▸ PROBLEM
The required output is every line from the beginning of the entries below through the line that includes "thread that opens", copied exactly.
== Segment start ==
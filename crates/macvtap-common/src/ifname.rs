//! Linux interface name validation.

use std::fmt;
use std::str::FromStr;

use crate::error::{MacvtapError, MacvtapResult};

/// A validated Linux network interface name.
///
/// Interface names must:
/// - Be 1-15 bytes long (`IFNAMSIZ - 1`)
/// - Not be `.` or `..`
/// - Not contain `/`, `:` or whitespace
#[derive(Debug, Clone, PartialEq, Eq, Hash)]
pub struct InterfaceName(String);

impl InterfaceName {
    /// Maximum length of an interface name.
    pub const MAX_LENGTH: usize = 15;

    /// Create a new interface name, validating the format.
    ///
    /// # Errors
    ///
    /// Returns [`MacvtapError::InvalidInterfaceName`] if the name is not usable.
    pub fn new(name: impl Into<String>) -> MacvtapResult<Self> {
        let name = name.into();
        if let Err(reason) = Self::validate(&name) {
            return Err(MacvtapError::InvalidInterfaceName { name, reason });
        }
        Ok(Self(name))
    }

    /// Get the interface name as a string slice.
    #[must_use]
    pub fn as_str(&self) -> &str {
        &self.0
    }

    fn validate(name: &str) -> Result<(), &'static str> {
        if name.is_empty() {
            return Err("interface name is empty");
        }
        if name.len() > Self::MAX_LENGTH {
            return Err("interface name is longer than 15 characters");
        }
        if name == "." || name == ".." {
            return Err("interface name is . or ..");
        }
        if name.chars().any(|c| c == '/' || c == ':' || c.is_whitespace()) {
            return Err("interface name contains / or : or whitespace characters");
        }
        Ok(())
    }
}

impl fmt::Display for InterfaceName {
    fn fmt(&self, f: &mut fmt::Formatter<'_>) -> fmt::Result {
        write!(f, "{}", self.0)
    }
}

impl FromStr for InterfaceName {
    type Err = MacvtapError;

    fn from_str(s: &str) -> Result<Self, Self::Err> {
        Self::new(s)
    }
}

impl AsRef<str> for InterfaceName {
    fn as_ref(&self) -> &str {
        &self.0
    }
}
//! Kernel parameter writes under `/proc/sys`.
//!
//! `/proc/sys/net` reflects the network namespace of the thread that opens
//! it, so callers that target another namespace must write from inside it.

use std::io;
use std::path::PathBuf;

/// Path of the IPv4 `proxy_arp` switch for an interface.
#[must_use]
pub fn proxy_arp_path(interface: &str) -> PathBuf {
    PathBuf::from("/proc/sys/net/ipv4/conf")
        .join(interface)
        .join("proxy_arp")
}

/// Enable IPv4 proxy ARP on an interface in the current namespace.
pub fn enable_proxy_arp(interface: &str) -> io::Result<()> {
    write(&proxy_arp_path(interface), "1")?;
    tracing::debug!(interface, "proxy_arp enabled");
    Ok(())
}

/// Write a sysctl value, skipping the write if it is already set.
pub fn write(path: &std::path::Path, value: &str) -> io::Result<()> {
    if let Ok(current) = std::fs::read_to_string(path) {
        if current.trim() == value {
            return Ok(());
        }
    }
    std::fs::write(path, value)
}

#[cfg(test)]
mod tests {
    use super::*;

    #[test]
    fn proxy_arp_path_keeps_dotted_names() {
        assert_eq!(
            proxy_arp_path("eth0.100"),
            PathBuf::from("/proc/sys/net/ipv4/conf/eth0.100/proxy_arp")
        );
    }

    #[test]
    fn write_skips_identical_value() {
        let dir = tempfile::tempdir().unwrap();
        let path = dir.path().join("proxy_arp");
        std::fs::write(&path, "1\n").unwrap();
        write(&path, "1").unwrap();
        assert_eq!(std::fs::read_to_string(&path).unwrap(), "1\n");

        write(&path, "0").unwrap();
        assert_eq!(std::fs::read_to_string(&path).unwrap(), "0");
    }
}
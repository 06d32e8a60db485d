//! In-memory link manager for exercising the plugin without privileges.

#![allow(dead_code)]

use std::collections::{HashMap, HashSet};
use std::io;
use std::path::{Path, PathBuf};

use async_trait::async_trait;
use macvtap_common::HardwareAddr;
use macvtap_network::{Link, LinkError, LinkManager, MacvtapRequest, Namespace};
use parking_lot::Mutex;

/// Parent interface every fixture starts with.
pub const MASTER_NAME: &str = "eth0";
/// Sandbox namespace every fixture starts with.
pub const SANDBOX: &str = "/var/run/netns/sandbox";
/// Address used by the explicit-MAC tests.
pub const MAC_ADDRESS: &str = "0a:59:00:dc:6a:e0";

/// Operations that can be made to fail.
#[derive(Debug, Clone, Copy, PartialEq, Eq, Hash)]
pub enum Fault {
    Create,
    Move,
    Mtu,
    ProxyArp,
    Rename,
    Up,
    HardwareAddr,
    Delete,
}

/// Namespace handle of the fake.
#[derive(Debug, Clone)]
pub struct FakeNetns {
    path: PathBuf,
}

impl Namespace for FakeNetns {
    fn path(&self) -> &Path {
        &self.path
    }
}

#[derive(Debug, Clone)]
struct FakeLink {
    link: Link,
    proxy_arp: bool,
}

#[derive(Debug, Default)]
struct State {
    /// Links per namespace; `None` is the caller's namespace.
    namespaces: HashMap<Option<PathBuf>, Vec<FakeLink>>,
    next_index: u32,
    faults: HashSet<Fault>,
    deleted: Vec<String>,
}

impl State {
    fn links(&mut self, netns: Option<&Path>) -> Result<&mut Vec<FakeLink>, LinkError> {
        let key = netns.map(Path::to_path_buf);
        self.namespaces
            .get_mut(&key)
            .ok_or_else(|| LinkError::Namespace {
                path: key.unwrap_or_default(),
                source: io::ErrorKind::NotFound.into(),
            })
    }

    fn find(&mut self, netns: Option<&Path>, name: &str) -> Result<&mut FakeLink, LinkError> {
        self.links(netns)?
            .iter_mut()
            .find(|l| l.link.name == name)
            .ok_or_else(|| LinkError::NotFound {
                name: name.to_string(),
            })
    }

    fn check(&self, fault: Fault) -> Result<(), LinkError> {
        if self.faults.contains(&fault) {
            return Err(LinkError::Kernel(io::Error::other(format!(
                "injected {fault:?} failure"
            ))));
        }
        Ok(())
    }

    fn allocate_index(&mut self) -> u32 {
        self.next_index += 1;
        self.next_index
    }
}

/// Fake kernel with a host namespace and any number of sandboxes.
#[derive(Debug)]
pub struct FakeLinks {
    state: Mutex<State>,
}

impl Default for FakeLinks {
    fn default() -> Self {
        Self::new()
    }
}

impl FakeLinks {
    /// Empty host namespace.
    pub fn new() -> Self {
        let mut state = State::default();
        state.namespaces.insert(None, Vec::new());
        Self {
            state: Mutex::new(state),
        }
    }

    /// Host with `eth0` (MTU 1500) and one sandbox namespace.
    pub fn with_master() -> (Self, FakeNetns) {
        let links = Self::new();
        links.add_link(None, MASTER_NAME, 1500);
        let netns = links.add_netns(SANDBOX);
        (links, netns)
    }

    /// Register a namespace.
    pub fn add_netns(&self, path: &str) -> FakeNetns {
        let path = PathBuf::from(path);
        self.state
            .lock()
            .namespaces
            .insert(Some(path.clone()), Vec::new());
        FakeNetns { path }
    }

    /// Add a plain link and return its index.
    pub fn add_link(&self, netns: Option<&Path>, name: &str, mtu: u32) -> u32 {
        let mut state = self.state.lock();
        let index = state.allocate_index();
        let link = Link {
            name: name.to_string(),
            index,
            parent_index: None,
            mtu,
            tx_queue_len: 1000,
            address: mac_for(index),
            mode: None,
            up: false,
        };
        state
            .links(netns)
            .expect("namespace exists")
            .push(FakeLink {
                link,
                proxy_arp: false,
            });
        index
    }

    /// Snapshot of a link.
    pub fn link(&self, netns: Option<&Path>, name: &str) -> Option<Link> {
        self.state
            .lock()
            .find(netns, name)
            .ok()
            .map(|l| l.link.clone())
    }

    /// Whether proxy ARP is enabled on a link.
    pub fn proxy_arp(&self, netns: Option<&Path>, name: &str) -> bool {
        self.state
            .lock()
            .find(netns, name)
            .is_ok_and(|l| l.proxy_arp)
    }

    /// Names of all links in a namespace.
    pub fn names(&self, netns: Option<&Path>) -> Vec<String> {
        self.state
            .lock()
            .links(netns)
            .map(|links| links.iter().map(|l| l.link.name.clone()).collect())
            .unwrap_or_default()
    }

    /// Make an operation fail from now on.
    pub fn fail(&self, fault: Fault) {
        self.state.lock().faults.insert(fault);
    }

    /// Names passed to successful deletes, in order.
    pub fn deleted(&self) -> Vec<String> {
        self.state.lock().deleted.clone()
    }
}

fn mac_for(index: u32) -> Vec<u8> {
    let [a, b, c, d] = index.to_be_bytes();
    vec![0x0a, 0x58, a, b, c, d]
}

fn key(netns: Option<&FakeNetns>) -> Option<&Path> {
    netns.map(|n| n.path.as_path())
}

#[async_trait]
impl LinkManager for FakeLinks {
    type Netns = FakeNetns;

    fn open_netns(&self, path: &Path) -> Result<FakeNetns, LinkError> {
        let mut state = self.state.lock();
        state.links(Some(path))?;
        Ok(FakeNetns {
            path: path.to_path_buf(),
        })
    }

    async fn link_by_name(
        &self,
        netns: Option<&FakeNetns>,
        name: &str,
    ) -> Result<Link, LinkError> {
        let mut state = self.state.lock();
        state.find(key(netns), name).map(|l| l.link.clone())
    }

    async fn add_macvtap(
        &self,
        request: &MacvtapRequest,
        target: &FakeNetns,
    ) -> Result<(), LinkError> {
        let mut state = self.state.lock();
        state.check(Fault::Create)?;

        let parent_mtu = state
            .links(None)?
            .iter()
            .find(|l| l.link.index == request.parent_index)
            .map(|l| l.link.mtu)
            .ok_or_else(|| LinkError::Kernel(io::Error::other("no such parent")))?;

        if state.find(Some(target.path.as_path()), &request.name).is_ok() {
            return Err(LinkError::Kernel(io::ErrorKind::AlreadyExists.into()));
        }

        let index = state.allocate_index();
        let link = Link {
            name: request.name.clone(),
            index,
            parent_index: Some(request.parent_index),
            mtu: request.mtu.unwrap_or(parent_mtu),
            tx_queue_len: request.tx_queue_len,
            address: mac_for(index),
            mode: Some(request.mode),
            up: false,
        };
        state.links(Some(target.path.as_path()))?.push(FakeLink {
            link,
            proxy_arp: false,
        });
        Ok(())
    }

    async fn move_to_netns(&self, name: &str, target: &FakeNetns) -> Result<(), LinkError> {
        let mut state = self.state.lock();
        state.check(Fault::Move)?;
        state.links(Some(target.path.as_path()))?;

        let host = state.links(None)?;
        let position = host
            .iter()
            .position(|l| l.link.name == name)
            .ok_or_else(|| LinkError::NotFound {
                name: name.to_string(),
            })?;
        let link = host.remove(position);
        state.links(Some(target.path.as_path()))?.push(link);
        Ok(())
    }

    async fn set_mtu(
        &self,
        netns: Option<&FakeNetns>,
        name: &str,
        mtu: u32,
    ) -> Result<(), LinkError> {
        let mut state = self.state.lock();
        state.check(Fault::Mtu)?;
        state.find(key(netns), name)?.link.mtu = mtu;
        Ok(())
    }

    async fn rename(
        &self,
        netns: Option<&FakeNetns>,
        from: &str,
        to: &str,
    ) -> Result<(), LinkError> {
        let mut state = self.state.lock();
        state.check(Fault::Rename)?;
        if from != to && state.find(key(netns), to).is_ok() {
            return Err(LinkError::Kernel(io::ErrorKind::AlreadyExists.into()));
        }
        state.find(key(netns), from)?.link.name = to.to_string();
        Ok(())
    }

    async fn set_up(&self, netns: Option<&FakeNetns>, name: &str) -> Result<(), LinkError> {
        let mut state = self.state.lock();
        state.check(Fault::Up)?;
        state.find(key(netns), name)?.link.up = true;
        Ok(())
    }

    async fn set_hardware_addr(
        &self,
        netns: Option<&FakeNetns>,
        name: &str,
        mac: &HardwareAddr,
    ) -> Result<(), LinkError> {
        let mut state = self.state.lock();
        state.check(Fault::HardwareAddr)?;
        state.find(key(netns), name)?.link.address = mac.octets().to_vec();
        Ok(())
    }

    async fn enable_proxy_arp(
        &self,
        netns: Option<&FakeNetns>,
        name: &str,
    ) -> Result<(), LinkError> {
        let mut state = self.state.lock();
        state.check(Fault::ProxyArp)?;
        state.find(key(netns), name)?.proxy_arp = true;
        Ok(())
    }

    async fn delete(&self, netns: Option<&FakeNetns>, name: &str) -> Result<(), LinkError> {
        let mut state = self.state.lock();
        state.check(Fault::Delete)?;
        let links = state.links(key(netns))?;
        let position = links
            .iter()
            .position(|l| l.link.name == name)
            .ok_or_else(|| LinkError::NotFound {
                name: name.to_string(),
            })?;
        links.remove(position);
        state.deleted.push(name.to_string());
        Ok(())
    }
}
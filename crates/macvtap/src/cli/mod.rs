//! Plugin harness: CNI environment in, JSON result out.

use std::ffi::OsString;
use std::io::{Read, Write};
use std::path::PathBuf;
use std::process::ExitCode;
use std::str::FromStr;

use clap::{Parser, ValueEnum};
use color_eyre::eyre::Result;
use macvtap_common::{MacvtapError, MacvtapResult};
use macvtap_network::LinkManager;
use serde::Serialize;

use crate::commands::{self, CmdArgs};
use crate::result::{CniResult, ErrorResult, VersionInfo};

/// macvtap - CNI plugin attaching macvtap interfaces to containers
#[derive(Parser, Debug)]
#[command(name = "macvtap")]
#[command(author, version, about, long_about = None)]
pub struct Cli {
    /// Operation to perform (ADD, DEL, CHECK, VERSION)
    #[arg(long, env = "CNI_COMMAND")]
    pub command: Option<String>,

    /// Container ID
    #[arg(long, env = "CNI_CONTAINERID")]
    pub container_id: Option<String>,

    /// Path to the container network namespace, empty for none
    #[arg(long, env = "CNI_NETNS")]
    pub netns: Option<OsString>,

    /// Interface name to create inside the container
    #[arg(long, env = "CNI_IFNAME")]
    pub ifname: Option<String>,

    /// Extra arguments as KEY=VALUE pairs separated by ';'
    #[arg(long = "cni-args", env = "CNI_ARGS")]
    pub args: Option<String>,

    /// Log output format (logs go to stderr)
    #[arg(long, env = "MACVTAP_LOG_FORMAT", value_enum, default_value_t = LogFormat::Text)]
    pub log_format: LogFormat,
}

/// Log output format.
#[derive(Debug, Clone, Copy, PartialEq, Eq, Default, ValueEnum)]
pub enum LogFormat {
    /// Human readable lines.
    #[default]
    Text,
    /// One JSON object per line.
    Json,
}

/// CNI command verb.
#[derive(Debug, Clone, Copy, PartialEq, Eq)]
pub enum Command {
    /// Attach an interface.
    Add,
    /// Detach an interface.
    Del,
    /// Verify an attachment.
    Check,
    /// Report supported versions.
    Version,
}

impl FromStr for Command {
    type Err = MacvtapError;

    fn from_str(s: &str) -> Result<Self, Self::Err> {
        match s {
            "ADD" => Ok(Self::Add),
            "DEL" => Ok(Self::Del),
            "CHECK" => Ok(Self::Check),
            "VERSION" => Ok(Self::Version),
            other => Err(MacvtapError::InvalidEnvironment {
                message: format!("unknown CNI_COMMAND: {other}"),
            }),
        }
    }
}

/// What a successful command prints.
#[derive(Debug, Serialize)]
#[serde(untagged)]
pub enum Output {
    /// `ADD` result.
    Result(CniResult),
    /// `VERSION` report.
    Version(VersionInfo),
}

impl Cli {
    /// Run the requested command against `links`, reading the configuration
    /// from stdin and writing the outcome to stdout.
    ///
    /// # Errors
    ///
    /// Only fails if stdout cannot be written; plugin errors are reported on
    /// stdout with a failing exit code.
    pub async fn execute<M: LinkManager>(self, links: &M) -> Result<ExitCode> {
        let outcome = self.run(links, std::io::stdin().lock()).await;

        let mut stdout = std::io::stdout().lock();
        let code = match outcome {
            Ok(Some(output)) => {
                serde_json::to_writer(&mut stdout, &output)?;
                writeln!(stdout)?;
                ExitCode::SUCCESS
            }
            // DEL and CHECK succeed with empty output.
            Ok(None) => ExitCode::SUCCESS,
            Err(err) => {
                tracing::error!(code = err.cni_code(), %err, "Command failed");
                serde_json::to_writer(&mut stdout, &ErrorResult::from(&err))?;
                writeln!(stdout)?;
                ExitCode::FAILURE
            }
        };
        stdout.flush()?;
        Ok(code)
    }

    /// Dispatch the command, reading the configuration from `stdin`.
    ///
    /// # Errors
    ///
    /// Returns the plugin error of the command.
    pub async fn run<M: LinkManager>(
        self,
        links: &M,
        stdin: impl Read,
    ) -> MacvtapResult<Option<Output>> {
        let command: Command = self
            .command
            .as_deref()
            .ok_or_else(|| MacvtapError::InvalidEnvironment {
                message: "CNI_COMMAND env variable missing".to_string(),
            })?
            .parse()?;

        if command == Command::Version {
            return Ok(Some(Output::Version(VersionInfo::current())));
        }

        let args = self.into_cmd_args(command, stdin)?;
        match command {
            Command::Add => Ok(Some(Output::Result(commands::attach(links, &args).await?))),
            Command::Del => commands::detach(links, &args).await.map(|()| None),
            Command::Check => commands::check(&args).map(|()| None),
            Command::Version => Ok(None),
        }
    }

    fn into_cmd_args(self, command: Command, mut stdin: impl Read) -> MacvtapResult<CmdArgs> {
        let container_id = required(self.container_id, "CNI_CONTAINERID")?;
        let if_name = required(self.ifname, "CNI_IFNAME")?;
        let netns = self
            .netns
            .filter(|p| !p.is_empty())
            .map(PathBuf::from);
        if netns.is_none() && command != Command::Del {
            return Err(missing("CNI_NETNS"));
        }

        let mut stdin_data = Vec::new();
        stdin.read_to_end(&mut stdin_data)?;

        Ok(CmdArgs {
            container_id,
            netns,
            if_name,
            args: self.args,
            stdin_data,
        })
    }
}

fn required(value: Option<String>, name: &str) -> MacvtapResult<String> {
    value.filter(|v| !v.is_empty()).ok_or_else(|| missing(name))
}

fn missing(name: &str) -> MacvtapError {
    MacvtapError::InvalidEnvironment {
        message: format!("{name} env variable missing"),
    }
}
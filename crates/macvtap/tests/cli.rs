//! Protocol behavior of the plugin binary that needs no privileges.

use assert_cmd::Command;
use predicates::prelude::*;

fn plugin(command: &str) -> Command {
    let mut cmd = Command::cargo_bin("macvtap").unwrap();
    cmd.env_clear()
        .env("CNI_COMMAND", command)
        .env("CNI_CONTAINERID", "dummy")
        .env("CNI_IFNAME", "net1");
    cmd
}

#[test]
fn version_lists_supported_versions() {
    plugin("VERSION")
        .assert()
        .success()
        .stdout(predicate::str::contains(r#""cniVersion":"1.0.0""#))
        .stdout(predicate::str::contains(
            r#""supportedVersions":["0.1.0","0.2.0","0.3.0","0.3.1","0.4.0","1.0.0"]"#,
        ));
}

#[test]
fn missing_command_is_an_environment_error() {
    Command::cargo_bin("macvtap")
        .unwrap()
        .env_clear()
        .assert()
        .code(1)
        .stdout(predicate::str::contains(r#""code":4"#))
        .stdout(predicate::str::contains("CNI_COMMAND"));
}

#[test]
fn unknown_command_fails() {
    plugin("GC")
        .assert()
        .code(1)
        .stdout(predicate::str::contains("unknown CNI_COMMAND"));
}

#[test]
fn check_succeeds_silently() {
    plugin("CHECK")
        .env("CNI_NETNS", "/var/run/netns/sandbox")
        .write_stdin(r#"{"cniVersion":"0.3.1","name":"mynet","type":"macvtap","master":"eth0"}"#)
        .assert()
        .success()
        .stdout(predicate::str::is_empty());
}

#[test]
fn del_without_netns_succeeds() {
    plugin("DEL")
        .write_stdin(r#"{"cniVersion":"0.3.1","name":"mynet","type":"macvtap","master":"eth0"}"#)
        .assert()
        .success()
        .stdout(predicate::str::is_empty());
}

#[test]
fn del_with_empty_netns_succeeds() {
    plugin("DEL")
        .env("CNI_NETNS", "")
        .env("CNI_ARGS", "")
        .write_stdin(r#"{"cniVersion":"0.3.1","name":"mynet","type":"macvtap","master":"eth0"}"#)
        .assert()
        .success()
        .stdout(predicate::str::is_empty());
}

#[test]
fn del_with_empty_netns_ignores_interface_name() {
    plugin("DEL")
        .env("CNI_NETNS", "")
        .env("CNI_IFNAME", "not/a/name")
        .assert()
        .success();
}

#[test]
fn add_without_netns_fails() {
    plugin("ADD")
        .write_stdin(r#"{"cniVersion":"0.3.1","name":"mynet","type":"macvtap","master":"eth0"}"#)
        .assert()
        .code(1)
        .stdout(predicate::str::contains(r#""code":4"#))
        .stdout(predicate::str::contains("CNI_NETNS"));
}

#[test]
fn add_with_conflicting_sources_fails() {
    plugin("ADD")
        .env("CNI_NETNS", "/var/run/netns/sandbox")
        .write_stdin(
            r#"{"cniVersion":"0.3.1","name":"mynet","type":"macvtap","master":"eth0","deviceID":"mvtap7"}"#,
        )
        .assert()
        .code(1)
        .stdout(predicate::str::contains(r#""code":7"#));
}

#[test]
fn add_with_malformed_config_fails() {
    plugin("ADD")
        .env("CNI_NETNS", "/var/run/netns/sandbox")
        .write_stdin("{not json")
        .assert()
        .code(1)
        .stdout(predicate::str::contains(r#""code":6"#));
}

#[test]
fn add_with_unsupported_version_fails() {
    plugin("ADD")
        .env("CNI_NETNS", "/var/run/netns/sandbox")
        .write_stdin(r#"{"cniVersion":"9.9.9","name":"mynet","type":"macvtap","master":"eth0"}"#)
        .assert()
        .code(1)
        .stdout(predicate::str::contains(r#""code":1"#));
}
== Segment end ==
▸ ANSWER SPACE
filename crates/macvtap-common/src/ifname.rs
//! Linux interface name validation.

use std::fmt;
use std::str::FromStr;

use crate::error::{MacvtapError, MacvtapResult};

/// A validated Linux network interface name.
///
/// Interface names must:
/// - Be 1-15 bytes long (`IFNAMSIZ - 1`)
/// - Not be `.` or `..`
/// - Not contain `/`, `:` or whitespace
#[derive(Debug, Clone, PartialEq, Eq, Hash)]
pub struct InterfaceName(String);

impl InterfaceName {
    /// Maximum length of an interface name.
    pub const MAX_LENGTH: usize = 15;

    /// Create a new interface name, validating the format.
    ///
    /// # Errors
    ///
    /// Returns [`MacvtapError::InvalidInterfaceName`] if the name is not usable.
    pub fn new(name: impl Into<String>) -> MacvtapResult<Self> {
        let name = name.into();
        if let Err(reason) = Self::validate(&name) {
            return Err(MacvtapError::InvalidInterfaceName { name, reason });
        }
        Ok(Self(name))
    }

    /// Get the interface name as a string slice.
    #[must_use]
    pub fn as_str(&self) -> &str {
        &self.0
    }

    fn validate(name: &str) -> Result<(), &'static str> {
        if name.is_empty() {
            return Err("interface name is empty");
        }
        if name.len() > Self::MAX_LENGTH {
            return Err("interface name is longer than 15 characters");
        }
        if name == "." || name == ".." {
            return Err("interface name is . or ..");
        }
        if name.chars().any(|c| c == '/' || c == ':' || c.is_whitespace()) {
            return Err("interface name contains / or : or whitespace characters");
        }
        Ok(())
    }
}

impl fmt::Display for InterfaceName {
    fn fmt(&self, f: &mut fmt::Formatter<'_>) -> fmt::Result {
        write!(f, "{}", self.0)
    }
}

impl FromStr for InterfaceName {
    type Err = MacvtapError;

    fn from_str(s: &str) -> Result<Self, Self::Err> {
        Self::new(s)
    }
}

impl AsRef<str> for InterfaceName {
    fn as_ref(&self) -> &str {
        &self.0
    }
}
//! Kernel parameter writes under `/proc/sys`.
//!
//! `/proc/sys/net` reflects the network namespace of the thread that opens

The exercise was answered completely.